Genetic polymorphisms and drug interactions modulating CYP2D6 and CYP3A activities have a major effect on oxycodone analgesic efficacy and safety.

BACKGROUND AND PURPOSE: The major drug-metabolizing enzymes for the oxidation of oxycodone are CYP2D6 and CYP3A. A high interindividual variability in the activity of these enzymes because of genetic polymorphisms and/or drug-drug interactions is well established. The possible role of an active metabolite in the pharmacodynamics of oxycodone has been questioned and the importance of CYP3A-mediated effects on the pharmacokinetics and pharmacodynamics of oxycodone has been poorly explored. EXPERIMENTAL APPROACH: We conducted a randomized crossover (five arms) double-blind placebo-controlled study in 10 healthy volunteers genotyped for CYP2D6. Oral oxycodone (0.2 mg x kg(-1)) was given alone or after inhibition of CYP2D6 (with quinidine) and/or of CYP3A (with ketoconazole).
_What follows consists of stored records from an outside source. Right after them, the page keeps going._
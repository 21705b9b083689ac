use std::any::Any;
use std::panic::{self, AssertUnwindSafe};

use tracing::{debug, error, info};

use super::report::{ReportIssue, ValidationReport};
use super::rule::{Issue, Rule, Severity};
use super::rules;
use crate::error::{DatabusError, Result};
use crate::feed::FeedTables;
use crate::processor::GtfsProcessor;

/// Runs a set of rules against a feed and builds a [`ValidationReport`].
///
/// The rule set is fixed at construction and extended with
/// [`Validator::add_custom_rule`]; it is owned by this validator only.
#[derive(Debug)]
pub struct Validator {
    rules: Vec<Rule>,
}

impl Default for Validator {
    fn default() -> Self {
        Self::standard()
    }
}

impl Validator {
    pub fn new(rules: Vec<Rule>) -> Self {
        Self { rules }
    }

    /// Validator preloaded with [`rules::get_all_rules`].
    pub fn standard() -> Self {
        Self::new(rules::get_all_rules())
    }

    /// Appends a rule. Names must be unique across the active set so that
    /// report lookups by rule stay unambiguous.
    pub fn add_custom_rule(&mut self, rule: Rule) -> Result<()> {
        if self.rules.iter().any(|r| r.name() == rule.name()) {
            return Err(DatabusError::DuplicateRule(rule.name().to_string()));
        }
        debug!(rule = rule.name(), severity = %rule.severity(), "Registered custom rule");
        self.rules.push(rule);
        Ok(())
    }

    pub fn rules(&self) -> &[Rule] {
        &self.rules
    }

    /// Validates the feed held by `processor`.
    ///
    /// # Errors
    ///
    /// Returns [`DatabusError::Configuration`] when no feed has been loaded.
    /// A non-compliant feed is not an error: inspect the report status.
    pub fn validate(&self, processor: &GtfsProcessor) -> Result<ValidationReport> {
        let feed = processor.feed()?;
        Ok(self.validate_feed(feed))
    }

    /// Runs every rule in order. Failing rules are reported as errors
    /// against themselves and never stop the run.
    pub fn validate_feed(&self, feed: &FeedTables) -> ValidationReport {
        info!(rules = self.rules.len(), "Starting GTFS validation");

        let mut issues = Vec::new();
        for rule in &self.rules {
            debug!(rule = rule.name(), "Running validation rule");
            match run_rule(rule, feed) {
                Ok(found) => issues.extend(
                    found
                        .into_iter()
                        .map(|i| ReportIssue::from_issue(rule.name(), rule.severity(), i)),
                ),
                Err(cause) => {
                    error!(rule = rule.name(), error = %cause, "Validation rule failed");
                    issues.push(ReportIssue::from_issue(
                        rule.name(),
                        Severity::Error,
                        Issue::new(format!("Validation rule failed: {cause}")),
                    ));
                }
            }
        }

        let feed_path = feed.source().map(|p| p.display().to_string());
        let report = ValidationReport::new(issues, self.rules.len(), feed_path);

        info!(
            status = %report.status(),
            score = format!("{:.1}", report.score()),
            errors = report.errors().len(),
            warnings = report.warnings().len(),
            notices = report.notices().len(),
            "Validation completed"
        );
        report
    }
}

fn run_rule(rule: &Rule, feed: &FeedTables) -> std::result::Result<Vec<Issue>, String> {
    match panic::catch_unwind(AssertUnwindSafe(|| rule.check(feed))) {
        Ok(Ok(issues)) => Ok(issues),
        Ok(Err(e)) => Err(format!("{e:#}")),
        Err(payload) => Err(panic_message(payload.as_ref())),
    }
}

fn panic_message(payload: &(dyn Any + Send)) -> String {
    if let Some(s) = payload.downcast_ref::<&str>() {
        s.to_string()
    } else if let Some(s) = payload.downcast_ref::<String>() {
        s.clone()
    } else {
        "rule panicked".to_string()
    }
}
Experimental pain (cold pressor test, electrical stimulation, thermode), pupil size, psychomotor effects and toxicity were assessed. KEY RESULTS: CYP2D6 activity was correlated with oxycodone experimental pain assessment. CYP2D6 ultra-rapid metabolizers experienced increased pharmacodynamic effects, whereas cold pressor test and pupil size were unchanged in CYP2D6 poor metabolizers, relative to extensive metabolizers. CYP2D6 blockade reduced subjective pain threshold (SPT) for oxycodone by 30% and the response was similar to placebo. CYP3A4 blockade had a major effect on all pharmacodynamic assessments and SPT increased by 15%. Oxymorphone C(max) was correlated with SPT assessment (rho(S)= 0.7) and the only independent positive predictor of SPT. Side-effects were observed after CYP3A4 blockade and/or in CYP2D6 ultra-rapid metabolizers. CONCLUSIONS AND IMPLICATIONS: The modulation of CYP2D6 and CYP3A activities had clear effects on oxycodone pharmacodynamics and these effects were dependent on CYP2D6 genetic polymorphism.